Transformations act on data as operators, the challenge being to transform the data in the smallest number of steps in the most efficient way. Some of the transformations available in the ETL tools (e.g. conversions, sorting, sampling, joins, lookups, aggregation, pivoting, unpivoting) can be replaced by SQL-based logic. One can easily prepare the data directly in the extraction query, taking thus advantage of the power provided by the database engines. Moreover, the logic can be encapsulated in views or other objects and called as required by the extraction logic when the source database allows it. This approach allows maintaining the logic independently of the ETL packages.

Unfortunately, SQL can replace the transformations that address sequential logic and not workflow-related logic (e.g. conditional splitd, merges, multicasts, slowly changing dimensions) or logic that includes certain computational complexity (e.g. fuzzy groupings or lookups). Such gaps need to be filled by the ETL tools via the built-in transformations, by allowing developers to build custom logic or simple use COTS solutions, when they prove capable of filling the gap. 

Copying the data 1:1 at table or entity-level from the source system(s) involves in theory the simplest transformations, transformations revolving mainly around conversions between data types. The casual troublemakers are the numeric and date values, which can be found in different formats or precisions in the various environments. As this can apply to the ETL environment itself, it’s important to consider environment-agnostic data types when possible (e.g. strings). 

Other sources for concerns are the user-defined data types which don’t have equivalents between the systems, needing thus additional transformations for further handing, respectively the invalid values which need to be handled accordingly. Besides the data from the source system(s) and the derived values, upon case one needs to consider the parameter-based or hardcoded metadata created in the process. 

Independently of the purpose of the ETL packages it is usually required to document the data flow associated with them and the rules applied in transformations in what is known as a mapping document.

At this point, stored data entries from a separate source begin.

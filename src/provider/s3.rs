//! S3-compatible object storage: upload, download, delete and list by prefix.

use crate::error::AppError;
use crate::schema::validators::validate_filename;
use crate::settings::S3Settings;
use aws_config::BehaviorVersion;
use aws_sdk_s3::config::retry::RetryConfig;
use aws_sdk_s3::config::timeout::TimeoutConfig;
use aws_sdk_s3::config::{Credentials, Region};
use aws_sdk_s3::error::DisplayErrorContext;
use aws_sdk_s3::primitives::ByteStream;
use aws_sdk_s3::Client;

pub struct S3Provider {
    client: Client,
    settings: S3Settings,
}

fn storage_error<E: std::error::Error>(action: &str, key: &str, err: E) -> AppError {
    let msg = format!("{} {:?} failed: {}", action, key, DisplayErrorContext(&err));
    tracing::error!(error = %msg, "s3 request failed");
    AppError::Storage(msg)
}

impl S3Provider {
    /// Build a client from settings. Credentials come from the settings, not the environment chain.
    pub async fn connect(settings: S3Settings) -> Self {
        let credentials = Credentials::new(
            settings.access_key.clone(),
            settings.secret_key.clone(),
            None,
            None,
            "weblite-settings",
        );
        let shared = aws_config::defaults(BehaviorVersion::latest())
            .region(Region::new(settings.region.clone()))
            .credentials_provider(credentials)
            .retry_config(RetryConfig::standard().with_max_attempts(settings.max_attempts))
            .timeout_config(
                TimeoutConfig::builder()
                    .connect_timeout(settings.connect_timeout)
                    .read_timeout(settings.read_timeout)
                    .build(),
            )
            .load()
            .await;
        let mut builder =
            aws_sdk_s3::config::Builder::from(&shared).force_path_style(settings.path_style);
        if let Some(url) = &settings.endpoint_url {
            builder = builder.endpoint_url(url);
        }
        tracing::info!(bucket = %settings.bucket, region = %settings.region, "s3 client ready");
        S3Provider {
            client: Client::from_conf(builder.build()),
            settings,
        }
    }

    pub fn from_client(client: Client, settings: S3Settings) -> Self {
        S3Provider { client, settings }
    }

    pub fn settings(&self) -> &S3Settings {
        &self.settings
    }

    pub async fn upload_file(&self, filename: &str, data: Vec<u8>) -> Result<(), AppError> {
        validate_filename(filename)?;
        if data.is_empty() {
            return Err(AppError::validation("data is required"));
        }
        self.client
            .put_object()
            .bucket(&self.settings.bucket)
            .key(filename)
            .body(ByteStream::from(data))
            .send()
            .await
            .map_err(|e| storage_error("upload", filename, e))?;
        tracing::debug!(key = filename, "uploaded object");
        Ok(())
    }

    pub async fn get_file(&self, filename: &str) -> Result<Vec<u8>, AppError> {
        validate_filename(filename)?;
        let resp = self
            .client
            .get_object()
            .bucket(&self.settings.bucket)
            .key(filename)
            .send()
            .await
            .map_err(|e| storage_error("get", filename, e))?;
        let body = resp
            .body
            .collect()
            .await
            .map_err(|e| storage_error("read", filename, e))?;
        Ok(body.into_bytes().to_vec())
    }

    pub async fn delete_file(&self, filename: &str) -> Result<(), AppError> {
        validate_filename(filename)?;
        self.client
            .delete_object()
            .bucket(&self.settings.bucket)
            .key(filename)
            .send()
            .await
            .map_err(|e| storage_error("delete", filename, e))?;
        tracing::debug!(key = filename, "deleted object");
        Ok(())
    }

    /// Keys under `prefix`, across all result pages.
    pub async fn get_files_list(&self, prefix: &str) -> Result<Vec<String>, AppError> {
        let mut pages = self
            .client
            .list_objects_v2()
            .bucket(&self.settings.bucket)
            .prefix(prefix)
            .into_paginator()
            .send();
        let mut keys = Vec::new();
        while let Some(page) = pages.next().await {
            let page = page.map_err(|e| storage_error("list", prefix, e))?;
            keys.extend(page.contents().iter().filter_map(|o| o.key().map(str::to_string)));
        }
        Ok(keys)
    }
}

#[cfg(test)]
mod tests {
    use super::*;
    use assert_matches::assert_matches;
    use std::time::Duration;

    fn settings() -> S3Settings {
        S3Settings {
            bucket: "files".into(),
            access_key: "key".into(),
            secret_key: "secret".into(),
            region: "us-east-1".into(),
            endpoint_url: Some("http://127.0.0.1:9".into()),
            path_style: true,
            max_attempts: 1,
            connect_timeout: Duration::from_millis(100),
            read_timeout: Duration::from_millis(100),
        }
    }

    fn provider() -> S3Provider {
        let conf = aws_sdk_s3::config::Builder::new()
            .behavior_version(BehaviorVersion::latest())
            .region(Region::new("us-east-1"))
            .credentials_provider(Credentials::new("key", "secret", None, None, "test"))
            .endpoint_url("http://127.0.0.1:9")
            .force_path_style(true)
            .build();
        S3Provider::from_client(Client::from_conf(conf), settings())
    }

    #[tokio::test]
    async fn empty_filename_is_rejected_before_any_request() {
        let p = provider();
        assert_matches!(p.upload_file("", b"data".to_vec()).await, Err(AppError::Validation(_)));
        assert_matches!(p.get_file("").await, Err(AppError::Validation(_)));
        assert_matches!(p.delete_file("").await, Err(AppError::Validation(_)));
    }

    #[tokio::test]
    async fn upload_requires_data() {
        let p = provider();
        assert_matches!(
            p.upload_file("docs/a.txt", Vec::new()).await,
            Err(AppError::Validation(m)) if m.contains("data")
        );
    }

    #[tokio::test]
    async fn provider_keeps_settings() {
        assert_eq!(provider().settings().bucket, "files");
    }

    mod mocked {
        use super::settings;
        use crate::provider::S3Provider;
        use aws_sdk_s3::operation::delete_object::DeleteObjectOutput;
        use aws_sdk_s3::operation::get_object::GetObjectOutput;
        use aws_sdk_s3::operation::list_objects_v2::ListObjectsV2Output;
        use aws_sdk_s3::operation::put_object::PutObjectOutput;
        use aws_sdk_s3::primitives::ByteStream;
        use aws_sdk_s3::types::Object;
        use aws_sdk_s3::Client;
        use aws_smithy_mocks::{mock, mock_client, RuleMode};

        #[tokio::test]
        async fn upload_puts_body_under_key() {
            let put = mock!(Client::put_object)
                .match_requests(|req| {
                    req.bucket() == Some("files")
                        && req.key() == Some("docs/a.txt")
                        && req.body().bytes() == Some(b"DATA".as_slice())
                })
                .then_output(|| PutObjectOutput::builder().build());
            let p = S3Provider::from_client(mock_client!(aws_sdk_s3, [&put]), settings());
            p.upload_file("docs/a.txt", b"DATA".to_vec()).await.unwrap();
            assert_eq!(put.num_calls(), 1);
        }

        #[tokio::test]
        async fn get_returns_object_bytes() {
            let get = mock!(Client::get_object)
                .match_requests(|req| {
                    req.bucket() == Some("files") && req.key() == Some("file.bin")
                })
                .then_output(|| {
                    GetObjectOutput::builder()
                        .body(ByteStream::from_static(b"hello"))
                        .build()
                });
            let p = S3Provider::from_client(mock_client!(aws_sdk_s3, [&get]), settings());
            assert_eq!(p.get_file("file.bin").await.unwrap(), b"hello");
            assert_eq!(get.num_calls(), 1);
        }

        #[tokio::test]
        async fn delete_targets_key() {
            let delete = mock!(Client::delete_object)
                .match_requests(|req| {
                    req.bucket() == Some("files") && req.key() == Some("to_remove.txt")
                })
                .then_output(|| DeleteObjectOutput::builder().build());
            let p = S3Provider::from_client(mock_client!(aws_sdk_s3, [&delete]), settings());
            p.delete_file("to_remove.txt").await.unwrap();
            assert_eq!(delete.num_calls(), 1);
        }

        #[tokio::test]
        async fn list_merges_keys_across_pages() {
            let first = mock!(Client::list_objects_v2)
                .match_requests(|req| {
                    req.bucket() == Some("files")
                        && req.prefix() == Some("x/")
                        && req.continuation_token().is_none()
                })
                .then_output(|| {
                    ListObjectsV2Output::builder()
                        .contents(Object::builder().key("x/a.txt").build())
                        .contents(Object::builder().key("x/b.txt").build())
                        .is_truncated(true)
                        .next_continuation_token("page-2")
                        .build()
                });
            let second = mock!(Client::list_objects_v2)
                .match_requests(|req| req.continuation_token() == Some("page-2"))
                .then_output(|| {
                    ListObjectsV2Output::builder()
                        .contents(Object::builder().key("x/c.txt").build())
                        .is_truncated(false)
                        .build()
                });
            let client = mock_client!(aws_sdk_s3, RuleMode::MatchAny, [&first, &second]);
            let p = S3Provider::from_client(client, settings());
            let keys = p.get_files_list("x/").await.unwrap();
            assert_eq!(keys, ["x/a.txt", "x/b.txt", "x/c.txt"]);
            assert_eq!(first.num_calls(), 1);
            assert_eq!(second.num_calls(), 1);
        }

        #[tokio::test]
        async fn sdk_failure_is_a_storage_error() {
            let get = mock!(Client::get_object).then_error(|| {
                aws_sdk_s3::operation::get_object::GetObjectError::NoSuchKey(
                    aws_sdk_s3::types::error::NoSuchKey::builder().build(),
                )
            });
            let p = S3Provider::from_client(mock_client!(aws_sdk_s3, [&get]), settings());
            assert_matches::assert_matches!(
                p.get_file("missing.bin").await,
                Err(crate::error::AppError::Storage(msg)) if msg.contains("missing.bin")
            );
        }
    }
}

Such a document needs to be understandable by the business, as it can serve for Data Management, projects, or other purposes.  Even if it’s almost impossible to document everything, at minimum needs to be provided the source and destination tables, the attributes considered in the mappings, respectively the most important rules the business should be aware of. Otherwise, the technical people can always turn back to the SQL queries, when needed. 

Some sources consider each non-trivial transformation as a business rule. Even if the rules used in transformations constrain the (business) data, not each rule is relevant for the business to the degree that it constrains some part of the business.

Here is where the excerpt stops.